Who knows, perhaps Harper 2.0 is the real Harper now — cautious, middle-right of the road, electable; the firebrand turned minimalist King. Then again, one can still catch glimpses of the old radical Harper, the determined movement conservative with designs on changing Canada. He seeks to reverse the tide of decades of increased control over firearms. He has taken a small step toward rolling back the right of women to choose, at least Third World women accessing Canadian maternal health programs. He has articulated a vision of our armed forces steeped more in the fighting spirit of Vimy than the diplomatic finesse of Suez. He has demonstrated a deep distrust of the judiciary, the public service, built-in checks and balances and the collection of facts.

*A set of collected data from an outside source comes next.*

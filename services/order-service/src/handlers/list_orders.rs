use axum::{
    extract::{Path, State},
    Json,
};
use domain::Order;
use tracing::{error, info};
use uuid::Uuid;

use super::{bad_request, order_error, ApiError};
use crate::state::AppState;

/// List all orders placed for a product
pub async fn list_orders_by_product_handler(
    State(state): State<AppState>,
    Path(product_id): Path<String>,
) -> Result<Json<Vec<Order>>, ApiError> {
    let product_id = Uuid::parse_str(&product_id)
        .map_err(|_| bad_request(format!("Invalid product id: {}", product_id)))?;

    info!("Listing orders for product: {}", product_id);

    let orders = state
        .orders
        .get_orders_by_product_id(product_id)
        .await
        .map_err(|e| {
            error!("Failed to list orders for product {}: {}", product_id, e);
            order_error(e)
        })?;

    Ok(Json(orders))
}
pub mod order_events;

use serde::Serialize;

/// Routing key for order creation announcements
pub const ORDER_CREATED: &str = "order.created";

/// Trait for events announced to subscribers
pub trait DomainEvent: Serialize {
    /// Routing key the event is published under
    fn routing_key() -> &'static str;

    /// JSON body as sent over the broker
    fn to_body(&self) -> Result<Vec<u8>, serde_json::Error> {
        serde_json::to_vec(self)
    }
}
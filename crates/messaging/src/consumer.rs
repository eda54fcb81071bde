use domain::events::ORDER_CREATED;
use domain::OrderCreatedEvent;
use rdkafka::config::ClientConfig;
use rdkafka::consumer::{Consumer, StreamConsumer};
use rdkafka::message::{Headers, Message};
use std::time::Duration;
use thiserror::Error;
use tracing::{debug, error, info, warn};

#[derive(Debug, Error)]
pub enum ConsumerError {
    #[error("Failed to create Kafka consumer: {0}")]
    ConsumerCreation(#[from] rdkafka::error::KafkaError),

    #[error("Failed to deserialize message: {0}")]
    Deserialization(#[from] serde_json::Error),

    #[error("Message has no payload")]
    NoPayload,
}

/// Subscribes to the order topic and writes every `order.created`
/// announcement to the log. Audit trail only; it never acts on the events.
pub struct OrderEventLogger {
    consumer: StreamConsumer,
}

impl OrderEventLogger {
    pub fn new(brokers: &str, group_id: &str, topic: &str) -> Result<Self, ConsumerError> {
        info!(group_id, topic, "Creating order event logger");

        let consumer: StreamConsumer = ClientConfig::new()
            .set("group.id", group_id)
            .set("bootstrap.servers", brokers)
            .set("enable.auto.commit", "true")
            .set("auto.offset.reset", "latest")
            .set("enable.partition.eof", "false")
            .set("session.timeout.ms", "6000")
            .create()?;

        consumer.subscribe(&[topic])?;

        Ok(Self { consumer })
    }

    /// Consume until the task is dropped or aborted
    pub async fn run(self) {
        info!("Order event logger started");

        loop {
            match self.consumer.recv().await {
                Ok(msg) => {
                    let routing_key = routing_key_of(&msg);
                    match decode_order_created(routing_key.as_deref(), msg.payload()) {
                        Ok(Some(event)) => info!(
                            order_id = %event.order_id,
                            product_id = %event.product_id,
                            quantity_ordered = event.quantity_ordered,
                            timestamp = %event.timestamp,
                            "[EVENT LOGGER] Received 'order.created' event"
                        ),
                        Ok(None) => debug!(?routing_key, "Ignoring message"),
                        Err(e) => warn!(
                            partition = msg.partition(),
                            offset = msg.offset(),
                            "Undecodable order event: {}",
                            e
                        ),
                    }
                }
                Err(e) => {
                    error!(kafka_error = %e, "Kafka consumer error");
                    tokio::time::sleep(Duration::from_secs(1)).await;
                }
            }
        }
    }
}

/// Routing key from the header, falling back to the record key
fn routing_key_of<M: Message>(msg: &M) -> Option<String> {
    let from_header = msg.headers().and_then(|headers| {
        headers
            .iter()
            .find(|h| h.key == "routing_key")
            .and_then(|h| h.value)
            .map(|v| String::from_utf8_lossy(v).into_owned())
    });

    from_header.or_else(|| msg.key().map(|k| String::from_utf8_lossy(k).into_owned()))
}

/// `Ok(None)` for messages published under another routing key
pub fn decode_order_created(
    routing_key: Option<&str>,
    payload: Option<&[u8]>,
) -> Result<Option<OrderCreatedEvent>, ConsumerError> {
    if routing_key.is_some_and(|k| k != ORDER_CREATED) {
        return Ok(None);
    }

    let payload = payload.ok_or(ConsumerError::NoPayload)?;
    Ok(Some(serde_json::from_slice(payload)?))
}
use uuid::Uuid;

/// Shared product cache key. Same shape the product service uses for its
/// own response cache, so its entries are readable here.
pub fn product_cache_key(product_id: Uuid) -> String {
    format!("/products/{}", product_id)
}

/// Cached order listing for one product
pub fn orders_cache_key(product_id: Uuid) -> String {
    format!("orders_by_product:{}", product_id)
}
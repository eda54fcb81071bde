pub mod config;
pub mod metrics;
pub mod telemetry;

pub use config::AppConfig;
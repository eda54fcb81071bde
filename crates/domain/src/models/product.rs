use rust_decimal::Decimal;
use serde::{Deserialize, Serialize};
use uuid::Uuid;

/// Point-in-time snapshot of a product owned by the product service.
///
/// The wire shape is the product service's own (`price`, `qty`), which is
/// also what it writes into the shared cache. `price` may arrive either as a
/// JSON number or as a numeric string.
#[derive(Debug, Clone, PartialEq, Serialize, Deserialize)]
pub struct ProductInfo {
    pub id: Uuid,
    #[serde(default)]
    pub name: String,
    #[serde(rename = "price")]
    pub unit_price: Decimal,
    #[serde(rename = "qty")]
    pub available_quantity: u32,
}

impl ProductInfo {
    /// False for snapshots no order can be priced from (negative price)
    pub fn is_well_formed(&self) -> bool {
        !self.unit_price.is_sign_negative()
    }

    pub fn has_stock_for(&self, quantity: u32) -> bool {
        self.available_quantity >= quantity
    }

    /// `None` when the total does not fit in a `Decimal`
    pub fn total_for(&self, quantity: u32) -> Option<Decimal> {
        self.unit_price.checked_mul(Decimal::from(quantity))
    }
}
use thiserror::Error;

#[derive(Debug, Error)]
pub enum DomainError {
    #[error("Unknown order status: {0}")]
    UnknownStatus(String),
}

The last prime minister who set out to change the country was Trudeau. (Brian Mulroney’s free trade agreement was more a product of intelligent opportunism than long-held conviction.) Trudeau was dedicated to the propositions of keeping the state out of the private lives of its citizens, expanding the rights of individuals through a Charter of Rights and Freedoms and making a larger place for the French fact in Canadian institutions. Although veering off course periodically, he stood for strong national government (who will speak for Canada) and equal opportunity for all. Unfortunately, his prime ministership was waylaid by a difficult world economy and his often indifferent or wrong-headed management of the ensuing challenges at home.
In many ways, Harper is the anti-Trudeau. He is far more economically oriented. He is predisposed to provincial prerogatives over central government. He is suspicious of the Charter. He stands for a small state (even while growing it for tactical advantage).
Should he win a majority or what might look like his final minority, the question is whether a Harper 3.0 will rise up — and, if so, to what degree it will consist of an activist program of Canada-building (Arctic development, free trade agreements in Asia etc.) or merely the rolling back of what others put in place before.
Either way, the caution of the first five years can be expected to come under pressure from within. Much has been made of the advantage to the Conservatives of ditching party subsidies. But the policy could produce an unintended consequence, one Harper might come to rue, by placing an even greater premium on highly organized and motivated networks to generate continuous streams of small donations. In other words, the social conservatives in his midst are likely to hold greater sway than they do today.
That, by itself, may do much to flush out Harper’s inner Trudeau.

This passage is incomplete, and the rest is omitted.